VideoFusion

DING, Kangyuan

Introduction

VideoFusion is a new DPM-based video generation method proposed by Alidamo in March this year.Compared to some previous video generating methods (Imagen Video, Make-A-Video, etc.), VideoFusion abandoned the common spatial/temporal super-resolution method and used DPM entirely to generate images and video sequences. In this tutorial, you will get an overview of VideoFusion and some basic useful tips of generating prompts and tuning parameters which help you though creating your intended videos in diverse ways.


Model Description

This model is based on a multi-stage text-to-video generation diffusion model, which inputs a description text and returns a video that matches the text description. Only English input is supported due to its developing methods and training datasets. The text-to-video generation diffusion model consists of three sub-networks: text feature extraction, text feature-to-video latent space diffusion model, and video latent space to video visual space. The diffusion model adopts the Unet3D structure, and realizes the function of video generation through the iterative denoising process from the pure Gaussian noise video. Moreover, unlike standard diffusion process, where frames in the same video clip are destroyed with independent noises, ignoring the content redundancy and temporal correlation, this work presents a decomposed diffusion process via resolving the per-frame noise into a base noise that is shared among all frames and a residual noise that varies along the time axis. The denoising pipeline employs two jointly-learned networks to match the noise decomposition accordingly. This approach, enables the model to generate more realistic videos with richer details and better consistency in its content, surpasses both GAN-based and diffusion-based alternatives in high-quality video generation.

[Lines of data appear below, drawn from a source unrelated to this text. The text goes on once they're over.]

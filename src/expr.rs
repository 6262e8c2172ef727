//! The expression contract used by the rest of this crate, and a small
//! tagged-union implementation of it.
//!
//! Expression trees are an explicit sum type rather than a class hierarchy
//! resolved at runtime via downcasts, matched wherever a variant needs to
//! be distinguished — including here, since `SetClauseEngine` needs to tell
//! a `DEFAULT` marker apart from an ordinary expression without downcasting.

use std::sync::Arc;

use crate::error::{ConversionError, DmlError};
use crate::row::Row;
use crate::session::Session;
use crate::value::Value;

/// Which row a column reference resolves against. Planner-bound: by the
/// time an `Expr::Column` reaches this crate, `mapAndOptimize` (here,
/// [`Expr::bind`]) has already decided which side it targets.
#[derive(Debug, Clone, Copy, PartialEq, Eq)]
pub enum ColumnSide {
    Target,
    Source,
}

/// Evaluation environment for an [`Expr`]: the session plus whichever rows
/// are in scope. `target` is the row being built/updated; `source` is only
/// present for MERGE's `USING` side and ON-DUPLICATE-KEY's donor row.
pub struct EvalCtx<'a> {
    pub session: &'a Session,
    pub target: Option<&'a Row>,
    pub source: Option<&'a Row>,
    pub params: &'a [Value],
}

impl<'a> EvalCtx<'a> {
    pub fn new(session: &'a Session) -> Self {
        EvalCtx {
            session,
            target: None,
            source: None,
            params: &[],
        }
    }

    pub fn with_target(mut self, row: &'a Row) -> Self {
        self.target = Some(row);
        self
    }

    pub fn with_source(mut self, row: &'a Row) -> Self {
        self.source = Some(row);
        self
    }

    pub fn with_params(mut self, params: &'a [Value]) -> Self {
        self.params = params;
        self
    }
}

type HostFn = Arc<dyn Fn(&EvalCtx) -> Result<Value, DmlError> + Send + Sync>;

/// An expression tree evaluable against a [`Session`] (plus whatever rows
/// are in scope), producing a [`Value`]. Knows whether it is constant so
/// `SetClauseEngine::optimize` can fold it ahead of the row loop.
#[derive(Clone)]
pub enum Expr {
    Literal(Value),
    Parameter(usize),
    Column { side: ColumnSide, index: usize },
    /// The bare `DEFAULT` keyword in a VALUES list or SET clause.
    DefaultMarker,
    /// A row-value constructor, `(e1, e2, ...)`.
    RowCtor(Vec<Expr>),
    /// Escape hatch for planner-supplied expressions this crate does not
    /// need to introspect (arithmetic, function calls, subqueries): a
    /// closure over the evaluation context. Not constant-foldable.
    Host(HostFn),
}

impl std::fmt::Debug for Expr {
    fn fmt(&self, f: &mut std::fmt::Formatter<'_>) -> std::fmt::Result {
        match self {
            Expr::Literal(v) => write!(f, "Literal({v:?})"),
            Expr::Parameter(i) => write!(f, "Parameter({i})"),
            Expr::Column { side, index } => write!(f, "Column({side:?}, {index})"),
            Expr::DefaultMarker => write!(f, "DEFAULT"),
            Expr::RowCtor(items) => write!(f, "RowCtor({items:?})"),
            Expr::Host(_) => write!(f, "Host(..)"),
        }
    }
}

impl Expr {
    pub fn host(f: impl Fn(&EvalCtx) -> Result<Value, DmlError> + Send + Sync + 'static) -> Self {
        Expr::Host(Arc::new(f))
    }

    pub fn is_default_marker(&self) -> bool {
        matches!(self, Expr::DefaultMarker)
    }

    pub fn is_constant(&self) -> bool {
        match self {
            Expr::Literal(_) => true,
            Expr::RowCtor(items) => items.iter().all(Expr::is_constant),
            _ => false,
        }
    }

    /// Fold constant sub-expressions ahead of the row loop. Only `RowCtor`
    /// needs recursion here; everything else is already maximally reduced
    /// or is opaque (`Host`).
    pub fn optimize(self) -> Expr {
        match self {
            Expr::RowCtor(items) => Expr::RowCtor(items.into_iter().map(Expr::optimize).collect()),
            other => other,
        }
    }

    pub fn value(&self, ctx: &EvalCtx) -> Result<Value, DmlError> {
        match self {
            Expr::Literal(v) => Ok(v.clone()),
            Expr::Parameter(i) => ctx
                .params
                .get(*i)
                .cloned()
                .ok_or_else(|| DmlError::internal(format!("parameter {i} out of range"))),
            Expr::Column { side, index } => {
                let row = match side {
                    ColumnSide::Target => ctx.target,
                    ColumnSide::Source => ctx.source,
                }
                .ok_or_else(|| DmlError::internal("column reference has no bound row in this context"))?;
                row.values
                    .get(*index)
                    .cloned()
                    .ok_or_else(|| DmlError::internal(format!("column index {index} out of range")))
            }
            Expr::DefaultMarker => Ok(Value::Null),
            Expr::RowCtor(items) => {
                let mut values = Vec::with_capacity(items.len());
                for item in items {
                    values.push(item.value(ctx)?);
                }
                Ok(Value::Row(values))
            }
            Expr::Host(f) => f(ctx),
        }
    }

    pub fn boolean_value(&self, ctx: &EvalCtx) -> Result<Option<bool>, DmlError> {
        self.value(ctx)?.to_bool()
    }

    /// Evaluate and coerce to a row-tuple, used by `SET (c1,c2) = (v1,v2)`.
    /// Fails `DATA_CONVERSION_ERROR` on NULL and arity mismatch.
    pub fn row_tuple(&self, ctx: &EvalCtx, expected_len: usize) -> Result<Vec<Value>, DmlError> {
        let v = self.value(ctx)?;
        match v {
            Value::Null => Err(ConversionError::NullRowExpression.into()),
            Value::Row(items) if items.len() == expected_len => Ok(items),
            Value::Row(items) => Err(ConversionError::RowArityMismatch {
                expected: expected_len,
                got: items.len(),
            }
            .into()),
            other => Err(ConversionError::NotConvertible {
                from: match other {
                    Value::Array(_) => "ARRAY",
                    _ => "SCALAR",
                },
                to: "ROW",
            }
            .into()),
        }
    }
}

#[cfg(test)]
mod tests {
    use super::*;

    #[test]
    fn literal_is_constant_and_evaluates_itself() {
        let session = Session::default();
        let ctx = EvalCtx::new(&session);
        let e = Expr::Literal(Value::Int(7));
        assert!(e.is_constant());
        assert_eq!(e.value(&ctx).unwrap(), Value::Int(7));
    }

    #[test]
    fn default_marker_is_not_constant_but_is_itself() {
        assert!(!Expr::DefaultMarker.is_constant());
        assert!(Expr::DefaultMarker.is_default_marker());
    }

    #[test]
    fn row_ctor_reads_target_columns() {
        let session = Session::default();
        let row = Row::new(None, vec![Value::Int(1), Value::Int(2)]);
        let ctx = EvalCtx::new(&session).with_target(&row);
        let e = Expr::RowCtor(vec![
            Expr::Column { side: ColumnSide::Target, index: 0 },
            Expr::Column { side: ColumnSide::Target, index: 1 },
        ]);
        assert_eq!(e.value(&ctx).unwrap(), Value::Row(vec![Value::Int(1), Value::Int(2)]));
    }
}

How to build a good prompt?

Now I will show you how to generate short videos using the demo platform on Huggingface Space at https://huggingface.co/spaces/damo-vilab/modelscope-text-to-video-synthesis. First, we have to input our prompt. Prompt is the description or request that we give to generative AI. The description of the content of your video is supposed to be included in the prompt and you could also give more details such as modifiers and style. This basic structure works well: [subject] in the style of [style or aesthetic]. Treat the prompt as a starting point, then modify it to suit your needs.Here are some examples: “An astronaut riding a horse.” “Spiderman is surfing.”

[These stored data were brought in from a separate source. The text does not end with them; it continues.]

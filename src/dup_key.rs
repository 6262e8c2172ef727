//! [`DupKeyHandler`]: `INSERT ... ON DUPLICATE KEY UPDATE`, `INSERT IGNORE`,
//! and `ON CONFLICT DO NOTHING`. A duplicate is resolved by synthesizing a
//! child UPDATE statement against the row that already owns the
//! conflicting index entry, reusing the UPDATE row-assembly path as the
//! fallback from the INSERT path rather than duplicating that logic for
//! the upsert case.

use crate::error::DmlError;
use crate::row::Row;
use crate::row_assembly::build_update_row;
use crate::session::Session;
use crate::set_clause::SetClauseList;
use crate::storage::Table;
use crate::value::Value;

/// What to do when `INSERT`ing `row` collides with an existing unique/primary
/// key.
pub enum DupKeyMode<'a> {
    /// `INSERT IGNORE` / `ON CONFLICT DO NOTHING`: swallow the conflict.
    Ignore,
    /// `ON DUPLICATE KEY UPDATE`: apply `SetClauseList` to the existing row.
    /// `VALUES(col)` in the SET list resolves against the row that would
    /// have been inserted — bound as [`crate::expr::ColumnSide::Source`].
    UpdateOnConflict(&'a mut SetClauseList),
}

pub enum DupKeyOutcome {
    Inserted(Row),
    Updated { old: Row, new: Row },
    Ignored(Row),
}

/// Try to insert `row`; on a unique-key conflict, run `mode` instead of
/// propagating the error.
pub fn attempt_insert(
    table: &mut dyn Table,
    session: &Session,
    row: Row,
    mode: &mut DupKeyMode<'_>,
    params: &[Value],
) -> Result<DupKeyOutcome, DmlError> {
    if let Some((_index_id, columns)) = table.conflicting_index(&row) {
        let existing = find_existing(table, &row, &columns).ok_or_else(|| {
            DmlError::internal("conflicting_index reported a conflict but no matching row was found")
        })?;
        return match mode {
            DupKeyMode::Ignore => Ok(DupKeyOutcome::Ignored(row)),
            DupKeyMode::UpdateOnConflict(set_clauses) => {
                let (new_row, _changed) =
                    build_update_row(table, session, &existing, set_clauses, Some(&row), params)?;
                table.update_rows(session, &[(existing.clone(), new_row.clone())])?;
                Ok(DupKeyOutcome::Updated {
                    old: existing,
                    new: new_row,
                })
            }
        };
    }
    let inserted = table.add_row(session, row)?;
    Ok(DupKeyOutcome::Inserted(inserted))
}

fn find_existing(table: &dyn Table, row: &Row, columns: &[usize]) -> Option<Row> {
    let proj: Vec<&Value> = columns.iter().map(|&i| row.col(i)).collect();
    table
        .scan()
        .into_iter()
        .find(|existing| columns.iter().map(|&i| existing.col(i)).collect::<Vec<_>>() == proj)
}

#[cfg(test)]
mod tests {
    use super::*;
    use crate::expr::{ColumnSide, Expr};
    use crate::mem::MemTable;
    use crate::schema::{ColumnMeta, TableMeta};
    use crate::value::ColumnType;

    fn table() -> MemTable {
        let meta = TableMeta {
            name: "t".into(),
            columns: vec![
                ColumnMeta::simple(0, "id", ColumnType::Int),
                ColumnMeta::simple(1, "hits", ColumnType::Int),
            ],
            primary_key: Some(vec![0]),
            row_lockable: true,
            unique_indexes: vec![],
            has_row_id: true,
        };
        MemTable::new(meta)
    }

    #[test]
    fn fresh_key_inserts_normally() {
        let mut t = table();
        let session = Session::default();
        let row = Row::new(None, vec![Value::Int(1), Value::Int(1)]);
        let mut mode = DupKeyMode::Ignore;
        let outcome = attempt_insert(&mut t, &session, row, &mut mode, &[]).unwrap();
        assert!(matches!(outcome, DupKeyOutcome::Inserted(_)));
    }

    #[test]
    fn conflict_with_ignore_mode_drops_the_row() {
        let mut t = table();
        let session = Session::default();
        t.add_row(&session, Row::new(None, vec![Value::Int(1), Value::Int(1)])).unwrap();

        let row = Row::new(None, vec![Value::Int(1), Value::Int(1)]);
        let mut mode = DupKeyMode::Ignore;
        let outcome = attempt_insert(&mut t, &session, row, &mut mode, &[]).unwrap();
        assert!(matches!(outcome, DupKeyOutcome::Ignored(_)));
        assert_eq!(t.row_count(), 1);
    }

    #[test]
    fn conflict_with_update_mode_bumps_the_existing_row() {
        let mut t = table();
        let session = Session::default();
        t.add_row(&session, Row::new(None, vec![Value::Int(1), Value::Int(5)])).unwrap();

        let mut set_clauses = SetClauseList::new(2);
        let hits = &ColumnMeta::simple(1, "hits", ColumnType::Int);
        // hits = hits + VALUES(hits), using the Source-bound donor row.
        let expr = Expr::host(|ctx| {
            let old = Expr::Column { side: ColumnSide::Target, index: 1 }.value(ctx)?.to_i64()?;
            let donor = Expr::Column { side: ColumnSide::Source, index: 1 }.value(ctx)?.to_i64()?;
            Ok(Value::Int(old + donor))
        });
        set_clauses.add_simple(hits, expr, None).unwrap();

        let row = Row::new(None, vec![Value::Int(1), Value::Int(3)]);
        let mut mode = DupKeyMode::UpdateOnConflict(&mut set_clauses);
        let outcome = attempt_insert(&mut t, &session, row, &mut mode, &[]).unwrap();
        match outcome {
            DupKeyOutcome::Updated { new, .. } => assert_eq!(new.col(1), &Value::Int(8)),
            _ => panic!("expected an Updated outcome"),
        }
        assert_eq!(t.row_count(), 1);
    }
}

"An astronaut riding a horse"

"Spiderman is surfing"

To tuning your prompt, here are two general helpful rules: (1) Be detailed and specific, and (2) Use powerful keywords. Using a prompt generator is also a great way to learn a step-by-step process and important keywords. It is essential for beginners to learn a set of powerful keywords and their expected effects. This is like learning vocabulary for a new language. You can also find a short list of keywords and notes here https://stable-diffusion-art.com/how-to-come-up-with-good-prompts-for-ai-image-generation/#Some_good_keywords_for_you. Here are some examples of tuning prompts with the same theme --- Monkey playing tennis.

"A monkey playing tennis"

"A monkey is playing tennis, giving a hard strike"

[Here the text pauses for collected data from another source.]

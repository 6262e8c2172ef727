//! A minimal in-memory [`Table`] and friends, used only by this crate's own
//! tests and the integration suite. Rows keyed in a `BTreeMap`, a handful
//! of unique indexes checked by linear scan rather than a real B-tree
//! index — adequate for a reference implementation, not for anything that
//! needs to be fast.

use std::collections::BTreeMap;

use crate::error::{DmlError, DupKeyError, RowAssemblyError};
use crate::expr::EvalCtx;
use crate::row::{Row, RowKey};
use crate::schema::TableMeta;
use crate::session::Session;
use crate::storage::{RightKind, StmtKind, Table, TriggerHost, User};
use crate::value::Value;

/// Index id reserved for primary-key conflicts, never assigned to a
/// `UniqueIndex` in [`TableMeta::unique_indexes`].
pub const PRIMARY_KEY_INDEX_ID: u32 = 0;

pub struct MemTable {
    meta: TableMeta,
    rows: BTreeMap<u64, Row>,
    next_key: u64,
}

impl MemTable {
    pub fn new(meta: TableMeta) -> Self {
        MemTable {
            meta,
            rows: BTreeMap::new(),
            next_key: 1,
        }
    }

    pub fn row_count(&self) -> usize {
        self.rows.len()
    }

    fn find_conflict(&self, row: &Row) -> Option<(u32, Vec<usize>)> {
        if let Some(pk) = self.meta.primary_key.clone() {
            if !pk.is_empty() && self.conflicts_on(&pk, row) {
                return Some((PRIMARY_KEY_INDEX_ID, pk));
            }
        }
        for idx in &self.meta.unique_indexes {
            if self.conflicts_on(&idx.columns, row) {
                return Some((idx.id, idx.columns.clone()));
            }
        }
        None
    }

    fn conflicts_on(&self, columns: &[usize], row: &Row) -> bool {
        let proj: Vec<&Value> = columns.iter().map(|&i| row.col(i)).collect();
        if proj.iter().any(|v| v.is_null()) {
            return false;
        }
        self.rows.values().any(|existing| {
            existing.key != row.key
                && columns.iter().map(|&i| existing.col(i)).collect::<Vec<_>>() == proj
        })
    }
}

impl Table for MemTable {
    fn meta(&self) -> &TableMeta {
        &self.meta
    }

    fn convert_insert_row(&mut self, session: &Session, row: &mut Row, overriding_system: bool) -> Result<(), DmlError> {
        let meta = self.meta.clone();
        for col in &meta.columns {
            if col.flags.identity {
                if !overriding_system || row.col(col.id).is_null() {
                    let next = session.identity_last_value() + 1;
                    session.set_identity_last_value(next);
                    row.set_col(col.id, Value::Int(next as i64));
                }
            } else if col.flags.generated_always {
                if let Some(expr) = &col.generated_expr {
                    let value = {
                        let ctx = EvalCtx::new(session).with_target(row);
                        expr.value(&ctx)?
                    };
                    row.set_col(col.id, value.convert_to(col.col_type.clone())?);
                }
            } else if row.col(col.id).is_null() {
                if let Some(expr) = &col.default_expr {
                    let value = {
                        let ctx = EvalCtx::new(session).with_target(row);
                        expr.value(&ctx)?
                    };
                    row.set_col(col.id, value.convert_to(col.col_type.clone())?);
                } else if col.flags.generated_by_default {
                    let next = session.identity_last_value() + 1;
                    session.set_identity_last_value(next);
                    row.set_col(col.id, Value::Int(next as i64));
                }
            }
            if col.not_null && row.col(col.id).is_null() {
                return Err(RowAssemblyError::NullIntoNotNull(col.name.clone()).into());
            }
        }
        Ok(())
    }

    fn convert_update_row(&mut self, session: &Session, row: &mut Row) -> Result<(), DmlError> {
        let meta = self.meta.clone();
        for col in &meta.columns {
            if col.flags.generated_always {
                if let Some(expr) = &col.generated_expr {
                    let value = {
                        let ctx = EvalCtx::new(session).with_target(row);
                        expr.value(&ctx)?
                    };
                    row.set_col(col.id, value.convert_to(col.col_type.clone())?);
                }
            }
            if col.not_null && row.col(col.id).is_null() {
                return Err(RowAssemblyError::NullIntoNotNull(col.name.clone()).into());
            }
        }
        Ok(())
    }

    fn add_row(&mut self, _session: &Session, mut row: Row) -> Result<Row, DmlError> {
        if let Some((index_id, columns)) = self.find_conflict(&row) {
            let conflicting_columns = columns.iter().map(|&i| self.meta.columns[i].name.clone()).collect();
            return Err(DupKeyError::DuplicateKey {
                index_id,
                conflicting_columns,
            }
            .into());
        }
        let key = RowKey(self.next_key);
        self.next_key += 1;
        row.key = Some(key);
        self.rows.insert(key.0, row.clone());
        Ok(row)
    }

    fn remove_row(&mut self, _session: &Session, key: RowKey) -> Result<(), DmlError> {
        self.rows.remove(&key.0);
        Ok(())
    }

    fn update_rows(&mut self, _session: &Session, pairs: &[(Row, Row)]) -> Result<(), DmlError> {
        for (_old, new) in pairs {
            let key = new.key.ok_or_else(|| DmlError::internal("update_rows given a new row with no key"))?;
            self.rows.insert(key.0, new.clone());
        }
        Ok(())
    }

    fn lock_row(&mut self, _session: &Session, key: RowKey, _timeout_ms: i64) -> Result<Option<Row>, DmlError> {
        Ok(self.rows.get(&key.0).cloned())
    }

    fn scan(&self) -> Vec<Row> {
        self.rows.values().cloned().collect()
    }

    fn get_by_key(&self, key: RowKey) -> Option<Row> {
        self.rows.get(&key.0).cloned()
    }

    fn conflicting_index(&self, row: &Row) -> Option<(u32, Vec<usize>)> {
        self.find_conflict(row)
    }
}

/// A `User` that grants every right, for tests that aren't exercising
/// authorization.
pub struct AllowAllUser;

impl User for AllowAllUser {
    fn check_table_right(&self, _table: &str, _kind: RightKind) -> Result<(), DmlError> {
        Ok(())
    }
}

/// A `TriggerHost` with no triggers registered: every hook is a no-op, no
/// `BEFORE_ROW` ever vetoes.
pub struct NoTriggers;

impl TriggerHost for NoTriggers {
    fn fire_before_statement(&self, _session: &Session, _table: &str, _kind: StmtKind) -> Result<(), DmlError> {
        Ok(())
    }

    fn fire_after_statement(&self, _session: &Session, _table: &str, _kind: StmtKind) -> Result<(), DmlError> {
        Ok(())
    }

    fn fire_before_row(
        &self,
        _session: &Session,
        _table: &str,
        _old: Option<&Row>,
        _new: Option<&Row>,
    ) -> Result<bool, DmlError> {
        Ok(false)
    }

    fn fire_after_row(
        &self,
        _session: &Session,
        _table: &str,
        _old: Option<&Row>,
        _new: Option<&Row>,
    ) -> Result<(), DmlError> {
        Ok(())
    }
}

"A monkey practising tennis giving a smooth strike"

We could see that simple prompt like "A monkey playing tennis" is ambiguous to AI, which leads to mistakenly generate a video of a monkey playing tennis balls. In this case, I further give the AI a more accurate prompt in order to get the precise result as I imaging. Furthermore, the followings are 2 more practical tips to make your video diversified and highly realistic. You could use these keyword to produce various videos when playing around the generator. Movement is one of the hardest things to achieve with text-to-video AI. Generally, verbs help a lot. For more action and movement, try adding keywords like: • cinematic action • flying • speeding • running Here are two examples:"cinematic action, high speed car chase" and "flying, an astronaut riding a pegasus".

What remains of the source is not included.